Like Sharmila, Wallima is also very forthcoming, but she is not as accepting of her living conditions. She calls herself an ‘activist’ and is very vocal about the injustices they face. (She also had no opposition to us using her real name). “The only thing our bosses care about is whether we meet our quota at the end of the day,” she tells us. “Even if there are no leaves on the bushes, they still expect us to pluck 22 kilos, or we don’t get paid at all. Sometimes if we don’t meet the quota, they beat us with a cane.” For every additional kilogram they pluck, they get paid an additional 25 rupees, but it is not often that they are able to beat the target.
It is not a coincidence that there are far more women than men in the tea plucking trade. The act of plucking tea leaves and a bud may seem like a mechanical one from the outside, but it is, in fact, a delicate operation and generally designated to women, who are widely considered more efficient and meticulous than men. Therefore, it is the women who do most of the plucking on the estate, while the men are conventionally assigned ‘sundry jobs’ like fertilizing, pruning and weeding.
Education And Healthcare
The small, shabby primary school is situated on the estate itself. lt lacks many resources, but the staff try their best to make do with what they have. Older students attend the two larger schools in the town. Travelling poses a challenge: the terrain is difficult to navigate, and it is a long walk to the town.
While it is well documented that plantation communities have comparatively lower levels of education, Sathiyanaden tells us that this particular estate is not doing too badly in that regard. He explains, “All children do their Ordinary Levels, and many of them go on to do their Advanced Levels as well. After school, some of them do vocational training, and now and then we hear of children who get into university.” However, most students stop schooling after their O’ Levels and try to join the work stream..
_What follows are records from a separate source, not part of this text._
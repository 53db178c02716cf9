use chrono::NaiveDateTime;
use serde::{Deserialize, Serialize};
use std::collections::BTreeMap;
use wxc_core::{AppError, DatabaseError, NetworkError};

/// Named point a forecast is fetched for
#[derive(Debug, Clone, PartialEq, Serialize, Deserialize)]
pub struct Location {
    pub name: String,
    pub latitude: f64,
    pub longitude: f64,
}

impl Location {
    pub fn new(name: impl Into<String>, latitude: f64, longitude: f64) -> Self {
        Self {
            name: name.into(),
            latitude,
            longitude,
        }
    }

    /// Latitude in [-90, 90] and longitude in [-180, 180]
    pub fn has_valid_coordinates(&self) -> bool {
        (-90.0..=90.0).contains(&self.latitude) && (-180.0..=180.0).contains(&self.longitude)
    }
}

/// Hourly variables requested from the provider
#[derive(Debug, Clone, Copy, PartialEq, Eq, Hash)]
pub enum Variable {
    Temperature,
    RelativeHumidity,
    WindSpeed,
    WindDirection,
    CloudCover,
    PrecipitationProbability,
    Precipitation,
}

impl Variable {
    pub const ALL: [Variable; 7] = [
        Variable::Temperature,
        Variable::RelativeHumidity,
        Variable::WindSpeed,
        Variable::WindDirection,
        Variable::CloudCover,
        Variable::PrecipitationProbability,
        Variable::Precipitation,
    ];

    /// Open-Meteo query/response key
    pub fn api_name(&self) -> &'static str {
        match self {
            Self::Temperature => "temperature_2m",
            Self::RelativeHumidity => "relative_humidity_2m",
            Self::WindSpeed => "wind_speed_10m",
            Self::WindDirection => "wind_direction_10m",
            Self::CloudCover => "cloud_cover",
            Self::PrecipitationProbability => "precipitation_probability",
            Self::Precipitation => "precipitation",
        }
    }

    /// Comma-separated list for the `hourly` query parameter
    pub fn hourly_query() -> String {
        Self::ALL
            .iter()
            .map(Variable::api_name)
            .collect::<Vec<_>>()
            .join(",")
    }
}

/// Raw provider response, cached verbatim
#[derive(Debug, Clone, PartialEq, Serialize, Deserialize)]
pub struct ForecastResponse {
    #[serde(default, skip_serializing_if = "Option::is_none")]
    pub latitude: Option<f64>,
    #[serde(default, skip_serializing_if = "Option::is_none")]
    pub longitude: Option<f64>,
    #[serde(default, skip_serializing_if = "Option::is_none")]
    pub timezone: Option<String>,
    #[serde(default, skip_serializing_if = "Option::is_none")]
    pub utc_offset_seconds: Option<i64>,
    #[serde(default, skip_serializing_if = "Option::is_none")]
    pub hourly_units: Option<BTreeMap<String, String>>,
    #[serde(default, skip_serializing_if = "Option::is_none")]
    pub hourly: Option<HourlyBlock>,
}

/// Parallel hourly arrays keyed by variable name
#[derive(Debug, Clone, PartialEq, Default, Serialize, Deserialize)]
pub struct HourlyBlock {
    #[serde(default, skip_serializing_if = "Option::is_none")]
    pub time: Option<Vec<String>>,
    #[serde(default, skip_serializing_if = "Option::is_none")]
    pub temperature_2m: Option<Vec<Option<f64>>>,
    #[serde(default, skip_serializing_if = "Option::is_none")]
    pub relative_humidity_2m: Option<Vec<Option<f64>>>,
    #[serde(default, skip_serializing_if = "Option::is_none")]
    pub wind_speed_10m: Option<Vec<Option<f64>>>,
    #[serde(default, skip_serializing_if = "Option::is_none")]
    pub wind_direction_10m: Option<Vec<Option<f64>>>,
    #[serde(default, skip_serializing_if = "Option::is_none")]
    pub cloud_cover: Option<Vec<Option<f64>>>,
    #[serde(default, skip_serializing_if = "Option::is_none")]
    pub precipitation_probability: Option<Vec<Option<f64>>>,
    #[serde(default, skip_serializing_if = "Option::is_none")]
    pub precipitation: Option<Vec<Option<f64>>>,
}

impl HourlyBlock {
    fn values(&self, variable: Variable) -> Option<&Vec<Option<f64>>> {
        match variable {
            Variable::Temperature => self.temperature_2m.as_ref(),
            Variable::RelativeHumidity => self.relative_humidity_2m.as_ref(),
            Variable::WindSpeed => self.wind_speed_10m.as_ref(),
            Variable::WindDirection => self.wind_direction_10m.as_ref(),
            Variable::CloudCover => self.cloud_cover.as_ref(),
            Variable::PrecipitationProbability => self.precipitation_probability.as_ref(),
            Variable::Precipitation => self.precipitation.as_ref(),
        }
    }
}

/// Aligned hourly series for one location.
///
/// Every value sequence has the same length as `timestamps`; index `i`
/// refers to the same hour in all of them. Timestamps are wall-clock times
/// in the zone the forecast was requested in.
#[derive(Debug, Clone, PartialEq)]
pub struct ForecastSeries {
    pub timestamps: Vec<NaiveDateTime>,
    pub temperature: Vec<Option<f64>>,
    pub relative_humidity: Vec<Option<f64>>,
    pub wind_speed: Vec<Option<f64>>,
    pub wind_direction: Vec<Option<f64>>,
    pub cloud_cover: Vec<Option<f64>>,
    pub precipitation_probability: Vec<Option<f64>>,
    pub precipitation_amount: Vec<Option<f64>>,
}

impl ForecastSeries {
    pub fn len(&self) -> usize {
        self.timestamps.len()
    }

    pub fn is_empty(&self) -> bool {
        self.timestamps.is_empty()
    }

    pub fn values(&self, variable: Variable) -> &[Option<f64>] {
        match variable {
            Variable::Temperature => &self.temperature,
            Variable::RelativeHumidity => &self.relative_humidity,
            Variable::WindSpeed => &self.wind_speed,
            Variable::WindDirection => &self.wind_direction,
            Variable::CloudCover => &self.cloud_cover,
            Variable::PrecipitationProbability => &self.precipitation_probability,
            Variable::Precipitation => &self.precipitation_amount,
        }
    }

    pub fn value_at(&self, variable: Variable, index: usize) -> Option<f64> {
        self.values(variable).get(index).copied().flatten()
    }
}

impl TryFrom<&ForecastResponse> for ForecastSeries {
    type Error = SchemaError;

    fn try_from(response: &ForecastResponse) -> Result<Self, Self::Error> {
        let hourly = response.hourly.as_ref().ok_or(SchemaError::MissingHourly)?;
        let time = hourly.time.as_ref().ok_or(SchemaError::MissingTime)?;
        if hourly.temperature_2m.is_none() {
            return Err(SchemaError::MissingTemperature);
        }

        let timestamps = time
            .iter()
            .map(|t| parse_timestamp(t))
            .collect::<Result<Vec<_>, _>>()?;
        let expected = timestamps.len();

        let aligned = |variable: Variable| -> Result<Vec<Option<f64>>, SchemaError> {
            match hourly.values(variable) {
                Some(values) if values.len() == expected => Ok(values.clone()),
                Some(values) => Err(SchemaError::Misaligned {
                    series: variable.api_name(),
                    expected,
                    actual: values.len(),
                }),
                None => Ok(vec![None; expected]),
            }
        };

        Ok(Self {
            temperature: aligned(Variable::Temperature)?,
            relative_humidity: aligned(Variable::RelativeHumidity)?,
            wind_speed: aligned(Variable::WindSpeed)?,
            wind_direction: aligned(Variable::WindDirection)?,
            cloud_cover: aligned(Variable::CloudCover)?,
            precipitation_probability: aligned(Variable::PrecipitationProbability)?,
            precipitation_amount: aligned(Variable::Precipitation)?,
            timestamps,
        })
    }
}

/// Parse an Open-Meteo local timestamp (`2026-02-05T14:00`, seconds optional)
pub fn parse_timestamp(s: &str) -> Result<NaiveDateTime, SchemaError> {
    NaiveDateTime::parse_from_str(s, "%Y-%m-%dT%H:%M")
        .or_else(|_| NaiveDateTime::parse_from_str(s, "%Y-%m-%dT%H:%M:%S"))
        .map_err(|_| SchemaError::BadTimestamp(s.to_string()))
}

/// Provider response did not have the expected shape
#[derive(Debug, Clone, PartialEq, Eq, thiserror::Error)]
pub enum SchemaError {
    #[error("response has no hourly block")]
    MissingHourly,
    #[error("hourly block has no time series")]
    MissingTime,
    #[error("hourly block has no temperature series")]
    MissingTemperature,
    #[error("series {series} has {actual} values, expected {expected}")]
    Misaligned {
        series: &'static str,
        expected: usize,
        actual: usize,
    },
    #[error("unparseable timestamp: {0}")]
    BadTimestamp(String),
}

/// Weather fetch errors
#[derive(Debug, thiserror::Error)]
pub enum WeatherError {
    #[error("Network error: {0}")]
    Network(#[from] NetworkError),
    #[error("Cache error: {0}")]
    Database(#[from] DatabaseError),
    #[error("Parse error: {0}")]
    Parse(String),
    #[error("Invalid coordinates for {0}")]
    InvalidCoordinates(String),
}

impl From<WeatherError> for AppError {
    fn from(e: WeatherError) -> Self {
        match e {
            WeatherError::Network(e) => AppError::Network(e),
            WeatherError::Database(e) => AppError::Database(e),
            other => AppError::Other(anyhow::Error::new(other)),
        }
    }
}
When it comes to healthcare, Sathiyanaden points out that the estate community is especially disadvantaged. A recent policy analysis revealed that the estate community still lags far behind in terms of reproductive health, nutrition and maternal health indicators.
On this estate, one of the biggest challenges is logistics and transport. Since the government hospitals are at a significant distance, travelling there presents many difficulties. For instance, while there are midwives in the estates, if a pregnant woman wants the services of a doctor, she has no choice but to navigate the hilly terrain on foot.
Wallima tells us about the everyday indignities the community suffers when they face health issues. . “Just recently, an estate worker who slipped and fell on the hills was asked skeptically by the estate doctor, ‘You have been sleeping all night, and now instead of working the next morning, you have fallen down?’” The estate managers, she tells us, do not care if they are sick, or in need of rest – if they do not pluck tea, then they do not get their wage, no matter the state of their health.
“These people have no voice,” Sathiyanaden tells us. “The trade unions who are supposed to be this voice are not doing their job properly anymore. They may have been given the power to vote, but what is the point? They vote, but nothing changes for them.”